To quote Paul Bettany playing Geoffrey Chaucer, without further gilding the lily, and with no more ado, in no particular order, here are my favourite ten books I read in 2023.


The Twyford Code - Janice Hallett


Hallett has established herself as a new queen of clever and charismatic crime. After telling her first novel, The Appeal, in email and text, this time the medium is dubiously transcribed audio files. Thrillingly original and captivatingly complex. The Twyford Code is catnip for anyone whose childhood was full of the famous five.














The Second Sight of Zachary Cloudesley - Sean Lusk


This is probably the book I bought for the most other people in 2024. It’s a completely lovely, rambunctiously fun, and beautifully written coming of age tale meets espionage thriller in 18thcentury Constantinople.  Joyous and memorable.















Mischief Acts – Zoe Gilbert


Every Christmas, I rewatch the now extremely dated BBC television series The Box of Delights, an adaptation of John Masefield’s 1945 novel. It’s a repository of myth and folklore that went on to influence many of the great fantasy novels later in the century. Included in The Box of Delights is a sympathetic description of Herne the Hunter, a character more usually characterised as a mischief maker par excellence and associated with the Wild Hunt, something you can read more about in very different contexts in Nick Hayes’ excellent Book of Trespass and Guy Gavriel Kay’s Fionavar Taestry.

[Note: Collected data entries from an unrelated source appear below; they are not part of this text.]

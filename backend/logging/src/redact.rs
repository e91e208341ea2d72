//! Log Redaction Layer
//!
//! Scrubs forum API credentials from strings prior to logging.

use regex::Regex;
use std::sync::LazyLock;

/// `Api-Key: <value>` header dumps, `api_key=<value>` query params and JSON `"apiKey": "<value>"`.
static API_KEY_RE: LazyLock<Regex> = LazyLock::new(|| {
    Regex::new(r#"(?i)(api[-_]?key"?\s*[:=]\s*"?)([^\s"&,}]+)"#).expect("static regex")
});

static BEARER_RE: LazyLock<Regex> =
    LazyLock::new(|| Regex::new(r"Bearer\s+[a-zA-Z0-9\-\._~+/]+=*").expect("static regex"));

/// Redacts sensitive patterns in a string.
pub fn redact_sensitive_data(input: &str) -> String {
    let redacted = API_KEY_RE.replace_all(input, "${1}[REDACTED]");
    BEARER_RE
        .replace_all(&redacted, "Bearer [REDACTED]")
        .into_owned()
}
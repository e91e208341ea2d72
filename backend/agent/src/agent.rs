//! The session agent: owns one session's state and dispatches operations.

use std::sync::Arc;

use chrono::{DateTime, Utc};
use forumlink_config::ForumSettings;
use forumlink_core::{ForumError, OperationRequest, OperationResult, SessionSnapshot};
use forumlink_logging::{EventLogger, SessionEvent};
use serde_json::Value;
use tracing::{debug, warn};

use crate::registry::{self, OperationKind};
use crate::session_state::SessionState;
use crate::upstream::{HttpTransport, ReqwestTransport, UpstreamClient};

/// Source of "now"; swapped out in tests to move time without sleeping.
pub type Clock = Arc<dyn Fn() -> DateTime<Utc> + Send + Sync>;

pub fn system_clock() -> Clock {
    Arc::new(Utc::now)
}

/// One agent per session. Calls take `&mut self`, so a host that shares an
/// agent must serialize access (the gateway holds a mutex per session).
pub struct SessionAgent {
    session_id: String,
    upstream: UpstreamClient,
    state: SessionState,
    cache_ttl: chrono::Duration,
    clock: Clock,
}

impl SessionAgent {
    /// Build an agent with its own reqwest transport.
    pub fn new(session_id: impl Into<String>, settings: &ForumSettings) -> Result<Self, ForumError> {
        let transport = Arc::new(ReqwestTransport::new(settings.timeout)?);
        Ok(Self::with_transport(session_id, settings, transport))
    }

    /// Build an agent over a shared transport.
    pub fn with_transport(
        session_id: impl Into<String>,
        settings: &ForumSettings,
        transport: Arc<dyn HttpTransport>,
    ) -> Self {
        let cache_ttl =
            chrono::Duration::from_std(settings.cache_ttl).unwrap_or(chrono::Duration::MAX);
        Self {
            session_id: session_id.into(),
            upstream: UpstreamClient::new(settings, transport),
            state: SessionState::new(),
            cache_ttl,
            clock: system_clock(),
        }
    }

    pub fn with_clock(mut self, clock: Clock) -> Self {
        self.clock = clock;
        self
    }

    pub fn session_id(&self) -> &str {
        &self.session_id
    }

    pub fn state(&self) -> &SessionState {
        &self.state
    }

    pub(crate) fn state_mut(&mut self) -> &mut SessionState {
        &mut self.state
    }

    pub(crate) fn now(&self) -> DateTime<Utc> {
        (self.clock)()
    }

    pub(crate) fn cache_ttl(&self) -> chrono::Duration {
        self.cache_ttl
    }

    pub(crate) fn base_url(&self) -> &str {
        self.upstream.base_url()
    }

    /// Counters and cache status as of now. Never touches the network.
    pub fn snapshot(&self) -> SessionSnapshot {
        let now = self.now();
        let cache = self.state.cache();
        SessionSnapshot {
            session_id: self.session_id.clone(),
            request_count: self.state.request_count(),
            last_request_time: self.state.last_request_time(),
            cache_status: cache.status(now),
            cache_expiry: cache.expiry(),
            cached_topic_count: cache.topics().map_or(0, |t| t.len()),
        }
    }

    /// Record the attempt, then call upstream.
    ///
    /// The count goes up before the request is sent, so failed and
    /// abandoned calls are counted as attempts.
    pub(crate) async fn fetch(&mut self, path: &str) -> Result<Value, ForumError> {
        let now = self.now();
        let request_count = self.state.record_request(now);

        let outcome = self.upstream.call(path, None).await;

        let status = match &outcome {
            Ok(_) => Some(200),
            Err(ForumError::Upstream { status, .. }) => Some(*status),
            Err(_) => None,
        };
        EventLogger::log_event(
            &self.session_id,
            SessionEvent::UpstreamCall {
                path: path.to_string(),
                status,
                request_count,
            },
        );
        outcome
    }

    /// Validate and run one operation.
    ///
    /// `Err` is reserved for request-level problems (unknown operation, bad
    /// parameters) and is returned before any upstream traffic. Everything
    /// that goes wrong inside a handler comes back as a failure result.
    pub async fn call(&mut self, request: OperationRequest) -> Result<OperationResult, ForumError> {
        let spec = registry::find(&request.name)
            .ok_or_else(|| ForumError::UnknownOperation(request.name.clone()))?;
        let params = spec.validate(&request.params)?;

        EventLogger::log_event(
            &self.session_id,
            SessionEvent::OperationCall {
                operation: spec.name.to_string(),
                arguments_json: Value::Object(request.params.clone()).to_string(),
            },
        );
        debug!(session_id = %self.session_id, operation = spec.name, "Dispatching operation");

        let outcome = match spec.kind {
            OperationKind::LatestTopics => self.get_latest_topics(&params).await,
            OperationKind::SearchPosts => self.search_posts(&params).await,
            OperationKind::GetTopic => self.get_topic(&params).await,
            OperationKind::RecentPosts => self.get_recent_posts(&params).await,
        };

        Ok(match outcome {
            Ok(data) => OperationResult::success(data),
            Err(err) => {
                warn!(session_id = %self.session_id, operation = spec.name, error = %err, "Operation failed");
                EventLogger::log_event(
                    &self.session_id,
                    SessionEvent::OperationFailed {
                        operation: spec.name.to_string(),
                        error_msg: err.to_string(),
                    },
                );
                OperationResult::failure(format!("Error {}: {}", spec.action, err))
            }
        })
    }
}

All of which is a long-winded way of introducing the character – Herne – who takes a leading role in Elizabeth Gilbert’s novel of interlinked stories. This thought-provoking, shape-shifting novel traces the running battle between Herne mischief and his nemesis' Bearman's puritanical control, exploring the dangers of disenchantment with everything from joy to the natural world.



Booth - Karen Joy Fowler


A study in gradual disillusionment and the path to extremism, Karen Joy Fowler’s novel traces the house of Booth, a family of exceptional actors later made infamous by John Wilkes’ assassination of Abraham Lincoln. The most storied member of the clan is not the focus of this novel though, which takes a sprawling approach to telling of the travails of his parents and siblings before and after his fateful deed. Vivid and deep.









Lord of Emperors - Guy Gavriel Kay


The second trip to Constantinople on this list, although this time it’s a slightly alternative take on Justininan and Theodora. The sequel to Sailing to Sarantium is full of the verve and poetry that sets Kay’s blend of history and fantasy apart. This is a stunningly beautiful novel of tangled honour, impossible choices, epic achievement, and harrowing loss.













This Other Eden - Paul Harding


The muscular arrogance of ‘civilisation’ is at the heart of this heartfelt, lyrical novel, shortlisted for the 2023 Booker Prize. Harding’s often dream-like prose brings the fire that his cast of characters – the mistrusted, ‘unclean’ inhabitants of an island off the East coast of America -  are powerless to bring in the face of their displacement.  













Trust - Hernan Diaz


This tricksy but compelling book (or really a book within a book) presents compelling, competing narratives. The reader is encouraged to untangle the truth of the at once glittering and dimly lit Rasks and their fortune. Often unsettling, frequently confusing, but also vivid and captivating, this puzzling novel was a worthy winner of 2022’s Pulitzer Prize for fiction.











Stone Blind - Natalie Haynes


Bitingly sharp and immediately engaging, Haynes’ retelling of the tale of the much-maligned Medusa is a fine addition not just to the cluster of retellings of Greek myths but to the long history of Greek Myths themselves. Haynes’ scathing, skittish, witty, tone ably encapsulates the caprice of the the Olympians. She will make your heart break for the cursed, self-blinded Gorgon and rage against the thoughtless, often helpless Perseus in this highly entertaining novel.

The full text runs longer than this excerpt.